Abbas told the Russia Today television station on Friday: "President Obama said several times he was against (Israeli) settlement...Israel has been making mistakes every day and no one has pointed the finger of blame at them."
The helicopter hops will limit Obama's exposure to ordinary Palestinians. Outraged at their stalled statehood drive, Palestinian protesters defaced scores of pictures of the U.S. president during scattered street protests on Monday.
Wariness of heckling by pro-settler hawks also appears to have been behind Obama's decision not to address the Knesset, Israel's parliament.
Instead, he will speak to Israeli students on Thursday invited by the U.S. Embassy - which excluded a university recently founded in the West Bank settlement Ariel.
Unlike when he last visited, as a U.S. senator in 2008, Obama will not go to the Western Wall, Judaism's most important prayer plaza. It is located at the heart of East Jerusalem, among lands Israel occupied.
By tradition, worshippers and tourists alike leave notes in the cracks of the wall, a gesture Obama may want to avoid as Israelis and Palestinians try to divine U.S. strategy. His handwritten notes of 2008 was quickly prised out by onlookers and published in the media.
Obama's first port of call after landing in Tel Aviv will be a nearby Iron Dome battery.
Palestinians disappointed after high hopes
Obama's Jerusalem visit is anticipated with mixed feelings.

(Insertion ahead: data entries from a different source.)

mod code11;
mod code39;

pub use code11::{CheckDigits, Code11};
pub use code39::Code39;

use std::borrow::Cow;

use crate::common::{Alphabet, PatternTable};

// Encoder contract
//------------------------------------------------------------------------------

/// A linear symbology: its alphabet, pattern table and check character rule.
///
/// The shared encoder in [`builder`](crate::builder) drives every implementor the same
/// way: validate length and alphabet membership, compute check characters, then frame
/// the data patterns between the start and stop patterns.
pub trait LinearSymbology {
    fn name(&self) -> &'static str;

    fn alphabet(&self) -> &'static Alphabet;

    fn patterns(&self) -> &'static PatternTable;

    /// Maximum number of data characters, check characters excluded.
    fn max_len(&self) -> usize;

    /// Alphabet indices of the check characters for `indices`, in symbol order.
    fn checksum(&self, indices: &[usize]) -> Vec<usize>;

    /// Applies the symbology's input conventions before validation.
    fn preprocess<'a>(&self, data: &'a str) -> Cow<'a, str> {
        Cow::Borrowed(data)
    }

    /// Human readable text printed under the symbol.
    fn caption(&self, data: &str, _checksum: &str) -> String {
        data.to_string()
    }
}

// Symbology
//------------------------------------------------------------------------------

#[derive(Debug, PartialEq, Eq, Copy, Clone)]
pub enum Symbology {
    Code11(Code11),
    Code39(Code39),
}

impl Default for Symbology {
    fn default() -> Self {
        Self::Code11(Code11::default())
    }
}

impl From<Code11> for Symbology {
    fn from(code: Code11) -> Self {
        Self::Code11(code)
    }
}

impl From<Code39> for Symbology {
    fn from(code: Code39) -> Self {
        Self::Code39(code)
    }
}

macro_rules! dispatch {
    ($self:ident, $sym:ident => $call:expr) => {
        match $self {
            Symbology::Code11($sym) => $call,
            Symbology::Code39($sym) => $call,
        }
    };
}

impl LinearSymbology for Symbology {
    fn name(&self) -> &'static str {
        dispatch!(self, s => s.name())
    }

    fn alphabet(&self) -> &'static Alphabet {
        dispatch!(self, s => s.alphabet())
    }

    fn patterns(&self) -> &'static PatternTable {
        dispatch!(self, s => s.patterns())
    }

    fn max_len(&self) -> usize {
        dispatch!(self, s => s.max_len())
    }

    fn checksum(&self, indices: &[usize]) -> Vec<usize> {
        dispatch!(self, s => s.checksum(indices))
    }

    fn preprocess<'a>(&self, data: &'a str) -> Cow<'a, str> {
        dispatch!(self, s => s.preprocess(data))
    }

    fn caption(&self, data: &str, checksum: &str) -> String {
        dispatch!(self, s => s.caption(data, checksum))
    }
}

#[cfg(test)]
mod symbology_tests {
    use super::{CheckDigits, Code11, Code39, LinearSymbology, Symbology};

    #[test]
    fn test_dispatch() {
        let code11 = Symbology::from(Code11::new(CheckDigits::Two));
        assert_eq!(code11.name(), "Code 11");
        assert_eq!(code11.max_len(), 121);
        assert_eq!(code11.checksum(&[1, 3, 5]), vec![3, 4]);

        let code39 = Symbology::from(Code39::new(true));
        assert_eq!(code39.name(), "Code 39");
        assert_eq!(code39.max_len(), 86);
        assert_eq!(code39.preprocess("abc"), "ABC");
        assert_eq!(code39.caption("ABC", ""), "*ABC*");
    }

    #[test]
    fn test_default() {
        assert_eq!(Symbology::default(), Symbology::Code11(Code11::new(CheckDigits::One)));
    }

    #[test]
    fn test_tables_in_lockstep() {
        for sym in [Symbology::from(Code11::default()), Symbology::from(Code39::default())] {
            assert_eq!(sym.alphabet().len(), sym.patterns().len(), "{}", sym.name());
        }
    }
}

The hole city is in action before Obama's visit. There are a lot of different expectations and opinions on the issue.
Anadolu Agency spoke to ordinary people of Jerusalem about the upcoming visit of Obama.
Shop owner Mohammed said, "We do not expect anything. Because we do not trust any Americans."
He stated the United States do nothing other than talk about the Israeli-Palestinian problem in the past 20 years.
"I did not trust Bush, neither Obama. We know what Americans did very well. We saw what they did in Vietnam, Japan, Iraq and Afganistan." Mohammed underlined Obama's visit shows his support for Israel, not for Palestine.
Ultra-orthodox Aron Shapiro said in front of the Wailing Wall that he believes Obama does a good job. His only criticism concerns about Iran's nuclear issue. Shapiro complains that the US does not press enough on Iran and added, "We saw how diplomatic behavior end in the Hitler era. It is the time that the US and Obama take this issue seriously."
Another critical view came from the student David. He said the US lost his old power and had not enough impact on global issues. The US has his own problems to solve and must move back from the Middle East. About the reasons for Obama's visit David told, "We know his view about Israel. The only reason for his visit is not to get in to any problems with the Jews in the United States."
The Palestinian habitants in Jerusalem are not hopeful about Obama's visit.
Fuad Mansoor from Jerusalem interpreted Obama's visit as a "disaster". He said, "Muslims and Palestinians had high expectations when he was elected in 2008. But the result was opposite."
Mansoor claimed Obama's visit will be the confirmation of the occupation of Jerusalem.
After Barack Obama's arrival on Wednesday in Tel Aviv Airport he will be welcomed in Jerusalem by a formal ceremony where Israel's President Shimon Peres and Prime Minister Binyamin Netanyahu will attend. It is expected that Obama will also meet the President of the State of Palestine Mahmoud Abbas and Prime Minister Salam Fayyad.